Let It Go, People
Published 22 years, 3 months pastI hope everyone enjoyed the “Eric Meyer made up Jeffrey Zeldman” thing. I’m still sort of amazed by it all, and Kat and I have gotten more than a few chuckles out of it. I freely admit that I don’t have the creativity to come up with Jeff—he’s far too unique and interesting a guy to be my invention.
So Netscape 4.8 was released. The howls of protest began immediately; I noticed disparaging comments from Zeldman (who was pretty funny about it, of course), Shirley, and Meryl, among others who I can’t recall at the moment, not to mention a mercifully short thread on css-discuss. Apparently this release is the worst thing to happen to the Web in memory, or something like that.

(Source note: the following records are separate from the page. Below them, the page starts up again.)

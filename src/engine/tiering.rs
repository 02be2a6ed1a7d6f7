//! Skill tiering: classifies a 1-10 rating into one of five draft tiers.

/// Highest tier; drafted first.
pub const TOP_TIER: u8 = 5;

/// Tier for a skill rating. 5 is the strongest bucket, 1 the weakest.
pub fn tier(skill: i64) -> u8 {
    if skill >= 8 {
        5
    } else if skill >= 6 {
        4
    } else if skill >= 4 {
        3
    } else if skill >= 2 {
        2
    } else {
        1
    }
}

#[cfg(test)]
mod tests {
    use super::*;

    #[test]
    fn test_tier_thresholds() {
        assert_eq!(tier(10), 5);
        assert_eq!(tier(8), 5);
        assert_eq!(tier(7), 4);
        assert_eq!(tier(6), 4);
        assert_eq!(tier(5), 3);
        assert_eq!(tier(4), 3);
        assert_eq!(tier(3), 2);
        assert_eq!(tier(2), 2);
        assert_eq!(tier(1), 1);
        assert_eq!(tier(0), 1);
    }
}
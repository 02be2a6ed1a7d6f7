//! Session model: the record owning lock state, visibility and the partition.

use serde::{Deserialize, Serialize};

use super::{team_color, Attendee};

/// A scheduled pickup session.
#[derive(Debug, Clone, Serialize, Deserialize)]
#[serde(rename_all = "camelCase")]
pub struct Session {
    pub id: String,
    pub title: String,
    pub starts_at: String,
    /// Whether an authoritative partition exists and must be respected.
    pub locked: bool,
    /// Whether non-admins may see team contents. Independent of `locked`.
    pub show_teams: bool,
    pub created_at: String,
}

/// Request body for creating a session.
#[derive(Debug, Clone, Deserialize)]
#[serde(rename_all = "camelCase")]
pub struct CreateSessionRequest {
    pub title: String,
    pub starts_at: String,
}

/// Request body for the admin randomize action.
#[derive(Debug, Clone, Default, Deserialize)]
#[serde(rename_all = "camelCase")]
pub struct RandomizeRequest {
    /// Explicit team count; derived from attendance size when omitted.
    #[serde(default)]
    pub team_count: Option<i64>,
}

/// Request body for the admin drag/move action.
#[derive(Debug, Clone, Deserialize)]
#[serde(rename_all = "camelCase")]
pub struct MoveRequest {
    pub attendee_id: String,
    pub target_team_index: i64,
    /// Attendee to insert before; appended to the team when omitted.
    #[serde(default)]
    pub target_position_id: Option<String>,
}

/// Request body for setting the visibility flag.
#[derive(Debug, Clone, Deserialize)]
#[serde(rename_all = "camelCase")]
pub struct VisibilityRequest {
    pub show: bool,
}

/// One team in the live view returned to clients.
#[derive(Debug, Clone, Serialize)]
#[serde(rename_all = "camelCase")]
pub struct TeamView {
    pub index: usize,
    pub color: &'static str,
    pub players: Vec<Attendee>,
}

/// The reconciled team view for a session.
///
/// `teams` is omitted entirely for non-admins while `show_teams` is false.
#[derive(Debug, Clone, Serialize)]
#[serde(rename_all = "camelCase")]
pub struct TeamsResponse {
    pub locked: bool,
    pub show_teams: bool,
    #[serde(skip_serializing_if = "Option::is_none")]
    pub teams: Option<Vec<TeamView>>,
}

impl TeamsResponse {
    /// Wrap reconciled teams with their index and color labels.
    pub fn visible(locked: bool, show_teams: bool, teams: Vec<Vec<Attendee>>) -> Self {
        let teams = teams
            .into_iter()
            .enumerate()
            .map(|(index, players)| TeamView {
                index,
                color: team_color(index),
                players,
            })
            .collect();
        Self {
            locked,
            show_teams,
            teams: Some(teams),
        }
    }

    /// The view a non-admin gets while teams are hidden.
    pub fn hidden(locked: bool) -> Self {
        Self {
            locked,
            show_teams: false,
            teams: None,
        }
    }
}
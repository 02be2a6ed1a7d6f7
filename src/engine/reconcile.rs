//! Reconciler: rebuilds the live team view from a stored snapshot and the
//! current confirmed-attendee list.
//!
//! A locked snapshot must stay stable for everyone already placed, even as
//! attendance keeps fluctuating up to kickoff. Withdrawn attendees are
//! dropped silently and only the newcomers are distributed, round-robin,
//! without reshuffling anyone.

use std::collections::HashMap;

use rand::Rng;

use crate::errors::AppError;
use crate::models::{Attendee, Partition, StoredPartition};

use super::draft::snake_draft;

/// Split attendees into `team_count` teams in list order, sizes as even as
/// possible. Fallback used when a stored snapshot turns out to be unusable.
pub fn split_evenly(attendees: &[Attendee], team_count: usize) -> Vec<Vec<Attendee>> {
    let team_count = team_count.max(2);
    let mut teams: Vec<Vec<Attendee>> = vec![Vec::new(); team_count];
    for (i, attendee) in attendees.iter().enumerate() {
        teams[i % team_count].push(attendee.clone());
    }
    teams
}

/// Rebuild teams from a well-formed snapshot.
///
/// Membership records whose attendee withdrew are dropped; attendees not in
/// the snapshot are appended round-robin starting at team
/// `already_placed % team_count`, in arrival order.
fn rebuild_from_partition(attendees: &[Attendee], partition: &Partition) -> Vec<Vec<Attendee>> {
    let by_identity: HashMap<&str, &Attendee> =
        attendees.iter().map(|a| (a.identity(), a)).collect();

    let mut teams: Vec<Vec<Attendee>> = partition
        .teams
        .iter()
        .map(|team| {
            team.iter()
                .filter_map(|member| {
                    let found = by_identity.get(member.identity());
                    if found.is_none() {
                        tracing::warn!(
                            identity = member.identity(),
                            "Snapshot references a withdrawn attendee; dropping"
                        );
                    }
                    found.map(|a| (*a).clone())
                })
                .collect()
        })
        .collect();

    let placed: Vec<&str> = teams
        .iter()
        .flat_map(|team| team.iter().map(Attendee::identity))
        .collect();
    let new_attendees: Vec<&Attendee> = attendees
        .iter()
        .filter(|a| !placed.contains(&a.identity()))
        .collect();

    let team_count = teams.len();
    let mut next = placed.len();
    for attendee in new_attendees {
        teams[next % team_count].push(attendee.clone());
        next += 1;
    }

    teams
}

/// Produce the live team view for a session.
///
/// - No snapshot: a fresh snake draft (unlocked sessions re-randomize freely).
/// - Malformed snapshot: best-effort even split of the raw list, logged as a
///   recoverable warning.
/// - Locked snapshot: stable rebuild as described above.
pub fn reconcile<R: Rng + ?Sized>(
    attendees: &[Attendee],
    stored: &StoredPartition,
    team_count: usize,
    rng: &mut R,
) -> Result<Vec<Vec<Attendee>>, AppError> {
    match stored {
        StoredPartition::Absent => snake_draft(attendees, team_count, rng),
        StoredPartition::Malformed => {
            tracing::warn!("Stored partition is malformed; splitting attendees evenly");
            Ok(split_evenly(attendees, team_count))
        }
        StoredPartition::Locked(partition) => Ok(rebuild_from_partition(attendees, partition)),
    }
}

To which I say: could we all please calm the %#@$#! down? As I’ve tried to explain several times, updates to Netscape 4.x are driven by security patches. Period. End of story. The rendering engine does not change, so it’s not like there are new bugs to worry about there. These updates are required by support contracts between Netscape and enterprise users. I suppose Netscape could just abandon the product line and leave enterprise customers open to future security exploits, rather like some other companies that spring to mind. Yeah, that sounds like a swell idea.
To get back to my original point: the louder people howl about new a NN4.x release, the higher its visibility, and so the more people will actually download it. See where I’m going with this one? If people would just ignore the NN4.x releases, there would be fewer NN4.x installs in the world. Users would instead find another, more current browser. Everybody wins. How hard is that?
Sometimes I’m astonished by the human drive to stir up controversy where none need exist, not to mention the ever greater drive to complain at length about trivial things. Sort of like I’m doing right now, in fact…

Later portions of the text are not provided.